A campanha #UseAmarelo pela Democracia, desta Folha, não poderia ser mais oportuna, pois convida a olharmos para o passado mal resolvido de um país prenhe de autoritarismo em sua história, moldada pelos traços da conquista, da escravidão e do genocídio indígena. No período mais recente, o fim da ditadura militar encenou o mantra da conciliação, mas sob seu manto ocultou a verdade e permitiu a impunidade dos responsáveis por atrocidades massivas. A anistia que os militares se autoconcederam foi o preço a ser pago para a "volta do irmão do Henfil", na bonita imagem cantada por Aldir Blanc e João Bosco.

Falar em conciliação costuma ser algo bem-visto no Brasil. Afinal, um de nossos grandes historiadores descreveu o brasileiro como o homem cordial. Não no sentido usual do termo, que remete à afabilidade dos gestos ou à educação empática e agradável. O homem cordial é o velho patrimonialista, ou seja, aquele que oferece postos para os seus, ou quem, exercendo posição de mando, afirma ser a própria Constituição. "Para o funcionário 'patrimonial'", como ensinou Sérgio Buarque de Holanda, "a própria gestão política apresenta-se como assunto de seu interesse particular". Nada mais natural, portanto, que a sugestão de um filho para uma embaixada.

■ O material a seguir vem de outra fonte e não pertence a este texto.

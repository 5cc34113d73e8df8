//! csrc-harvest: bulk downloader for NIST CSRC Special Publications
//!
//! Crawls the SP listing page, follows each publication's intermediate page
//! to its PDF, and streams the PDFs to a local directory:
//! - Concurrent downloads with a bounded worker pool or full fan-out
//! - Optional random sampling of the listing
//! - One CSV ledger row per download attempt, written by a single task
//! - Graceful shutdown on Ctrl-C

pub mod config;
pub mod ledger;
pub mod logging;
pub mod progress;
pub mod scraping;
pub mod types;
pub mod util;

pub use config::Config;
pub use types::*;
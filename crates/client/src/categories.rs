//! Category endpoints.

use bibliotek_catalog::{Category, CategoryPayload};
use bibliotek_core::{CategoryId, Page, PageQuery};

use crate::client::{ApiClient, ApiRequest};
use crate::endpoints;
use crate::error::ClientError;

impl ApiClient {
    /// List categories, one page at a time, optionally filtered by name.
    pub async fn list_categories(
        &self,
        page: PageQuery,
        name: Option<&str>,
    ) -> Result<Page<Category>, ClientError> {
        let mut params = page.to_params();
        if let Some(name) = name {
            params.push(("name", name.to_string()));
        }
        self.dispatch(ApiRequest::get(endpoints::CATEGORIES).query(params))
            .await
    }

    /// Every category at once, for populating selection lists.
    pub async fn list_all_categories(&self) -> Result<Vec<Category>, ClientError> {
        self.dispatch(ApiRequest::get(endpoints::CATEGORIES_NO_PAGINATE))
            .await
    }

    pub async fn get_category(&self, id: CategoryId) -> Result<Category, ClientError> {
        self.dispatch(ApiRequest::get(endpoints::category(id)))
            .await
    }

    pub async fn create_category(
        &self,
        payload: &CategoryPayload,
    ) -> Result<Category, ClientError> {
        payload.validate()?;
        self.dispatch(ApiRequest::post(endpoints::CATEGORIES).json(payload)?)
            .await
    }

    pub async fn update_category(
        &self,
        id: CategoryId,
        payload: &CategoryPayload,
    ) -> Result<Category, ClientError> {
        payload.validate()?;
        self.dispatch(ApiRequest::put(endpoints::category(id)).json(payload)?)
            .await
    }

    pub async fn delete_category(&self, id: CategoryId) -> Result<(), ClientError> {
        self.dispatch_unit(ApiRequest::delete(endpoints::category(id)))
            .await
    }
}
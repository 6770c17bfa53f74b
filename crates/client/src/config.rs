//! Client configuration.

use std::time::Duration;

/// Environment variable overriding the API base URL.
pub const BASE_URL_ENV: &str = "BIBLIOTEK_API_URL";

/// Default per-request timeout.
pub const DEFAULT_TIMEOUT: Duration = Duration::from_secs(5);

/// Configuration for [`crate::ApiClient`].
#[derive(Debug, Clone)]
pub struct ClientConfig {
    /// Base URL of the remote API, without a trailing slash.
    pub base_url: String,
    /// Timeout applied to every request, and to the bounded refresh attempt
    /// made during session restoration.
    pub timeout: Duration,
}

impl ClientConfig {
    pub fn new(base_url: impl Into<String>) -> Self {
        let base_url = base_url.into().trim_end_matches('/').to_string();
        Self {
            base_url,
            timeout: DEFAULT_TIMEOUT,
        }
    }

    pub fn with_timeout(mut self, timeout: Duration) -> Self {
        self.timeout = timeout;
        self
    }

    /// Read the base URL from `BIBLIOTEK_API_URL`, falling back to the local
    /// development server.
    pub fn from_env() -> Self {
        let base_url = std::env::var(BASE_URL_ENV).unwrap_or_else(|_| {
            tracing::warn!("{BASE_URL_ENV} not set; using local dev default");
            "http://localhost:8080".to_string()
        });
        Self::new(base_url)
    }
}

#[cfg(test)]
mod tests {
    use super::*;

    #[test]
    fn trailing_slash_is_trimmed() {
        let config = ClientConfig::new("http://localhost:8080/");
        assert_eq!(config.base_url, "http://localhost:8080");
    }

    #[test]
    fn timeout_defaults_to_five_seconds() {
        let config = ClientConfig::new("http://localhost:8080");
        assert_eq!(config.timeout, DEFAULT_TIMEOUT);
    }

    #[test]
    fn timeout_can_be_overridden() {
        let config =
            ClientConfig::new("http://localhost:8080").with_timeout(Duration::from_millis(250));
        assert_eq!(config.timeout, Duration::from_millis(250));
    }
}
//! Category read model and write payload.

use serde::{Deserialize, Serialize};

use bibliotek_core::{CategoryId, DomainError, DomainResult};

use crate::book::Book;

/// A category as returned by the API, with the books currently filed under it.
#[derive(Debug, Clone, PartialEq, Serialize, Deserialize)]
#[serde(rename_all = "camelCase")]
pub struct Category {
    pub id: CategoryId,
    pub name: String,
    #[serde(default)]
    pub books: Vec<Book>,
}

/// Payload for creating or renaming a category (the API takes the same body
/// for both).
#[derive(Debug, Clone, PartialEq, Eq, Serialize, Deserialize)]
pub struct CategoryPayload {
    pub name: String,
}

impl CategoryPayload {
    pub fn new(name: impl Into<String>) -> Self {
        Self { name: name.into() }
    }

    pub fn validate(&self) -> DomainResult<()> {
        if self.name.trim().is_empty() {
            return Err(DomainError::validation("category name must not be empty"));
        }
        Ok(())
    }
}

#[cfg(test)]
mod tests {
    use super::*;

    #[test]
    fn named_payload_passes() {
        assert!(CategoryPayload::new("Science Fiction").validate().is_ok());
    }

    #[test]
    fn blank_name_is_rejected() {
        assert!(CategoryPayload::new("  ").validate().is_err());
    }

    #[test]
    fn category_deserializes_without_books() {
        let category: Category = serde_json::from_value(serde_json::json!({
            "id": CategoryId::new().to_string(),
            "name": "Mystery",
        }))
        .unwrap();
        assert!(category.books.is_empty());
    }
}
//! Strongly-typed identifiers used across the domain.

use core::str::FromStr;
use serde::{Deserialize, Serialize};
use uuid::Uuid;

use crate::error::DomainError;

/// Identifier of a book in the catalog.
#[derive(Debug, Copy, Clone, PartialEq, Eq, Hash, Serialize, Deserialize)]
#[serde(transparent)]
pub struct BookId(Uuid);

/// Identifier of a category.
#[derive(Debug, Copy, Clone, PartialEq, Eq, Hash, Serialize, Deserialize)]
#[serde(transparent)]
pub struct CategoryId(Uuid);

/// Identifier of a borrow request.
#[derive(Debug, Copy, Clone, PartialEq, Eq, Hash, Serialize, Deserialize)]
#[serde(transparent)]
pub struct RequestId(Uuid);

/// Identifier of a user (actor identity).
#[derive(Debug, Copy, Clone, PartialEq, Eq, Hash, Serialize, Deserialize)]
#[serde(transparent)]
pub struct UserId(Uuid);

macro_rules! impl_uuid_newtype {
    ($t:ty, $name:literal) => {
        impl $t {
            /// Create a new identifier.
            ///
            /// Uses UUIDv7 (time-ordered). Prefer passing IDs explicitly in
            /// tests for determinism.
            pub fn new() -> Self {
                Self(Uuid::now_v7())
            }

            pub fn from_uuid(uuid: Uuid) -> Self {
                Self(uuid)
            }

            pub fn as_uuid(&self) -> &Uuid {
                &self.0
            }
        }

        impl Default for $t {
            fn default() -> Self {
                Self::new()
            }
        }

        impl core::fmt::Display for $t {
            fn fmt(&self, f: &mut core::fmt::Formatter<'_>) -> core::fmt::Result {
                core::fmt::Display::fmt(&self.0, f)
            }
        }

        impl From<Uuid> for $t {
            fn from(value: Uuid) -> Self {
                Self(value)
            }
        }

        impl From<$t> for Uuid {
            fn from(value: $t) -> Self {
                value.0
            }
        }

        impl FromStr for $t {
            type Err = DomainError;

            fn from_str(s: &str) -> Result<Self, Self::Err> {
                let uuid = Uuid::from_str(s)
                    .map_err(|e| DomainError::invalid_id(format!("{}: {}", $name, e)))?;
                Ok(Self(uuid))
            }
        }
    };
}

impl_uuid_newtype!(BookId, "BookId");
impl_uuid_newtype!(CategoryId, "CategoryId");
impl_uuid_newtype!(RequestId, "RequestId");
impl_uuid_newtype!(UserId, "UserId");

"Nossa forma ordinária de convívio social é, no fundo, justamente o contrário da polidez", como observou o notável historiador. Só mesmo em meio a essa cordialidade apenas aparente se compreende as eleições de 2018, pois o exato oposto da cordialidade (como a entendemos no senso comum) esteve presente em falas abertas de enaltecimento à ditadura militar e à tortura, contrárias à diversidade e ao pluralismo que enriquecem nosso país. É também o que revela a investida do presidente da República contra jornalista de O Globo que exercia suas funções, no último dia 23, ao expressar mais uma vez agressividade incompatível com o decoro do cargo.

No país do esquecimento, não foram poucos os esforços para desvendar a verdade, respeitar a memória, reparar danos e promover a justiça sobre o que se passou na ditadura. Apesar disso, muito resta por fazer, a começar pelo julgamento dos autores de crimes contra a humanidade. Passado este domingo (30), Dia Internacional das Vítimas de Desaparecimentos Forçados, devemos nos perguntar por que o Brasil insiste no perdão a crimes imperdoáveis e em ocultar fatos e corpos.

Debaixo do tapete, há um fio de novelo que permeia nossa história. Ele se desnovela, atualmente, nas milhares de mortes evitáveis decorrentes da pandemia de Covid-19. A política de desconsideração do direito à saúde e de relativização da vida está conectada pela mesma linha que une períodos distintos entre o passado e o presente.

A falta de enfrentamento do legado ditatorial é elemento-chave nesse processo histórico. Superar o passado autoritário e construir um futuro de vivência plena dos valores da democracia e dos direitos humanos exigem revelação da verdade, responsabilização, reparação e mecanismos de não repetição. Deixar para trás o país de uma cordialidade patrimonialista e da falsa conciliação pressupõe enfrentar esses desafios. A postergação desse dever nos conduziu à distopia atual. Superá-la é imperativo de nosso tempo, para virar uma "página infeliz da nossa história", como sugere a letra de Chico Buarque.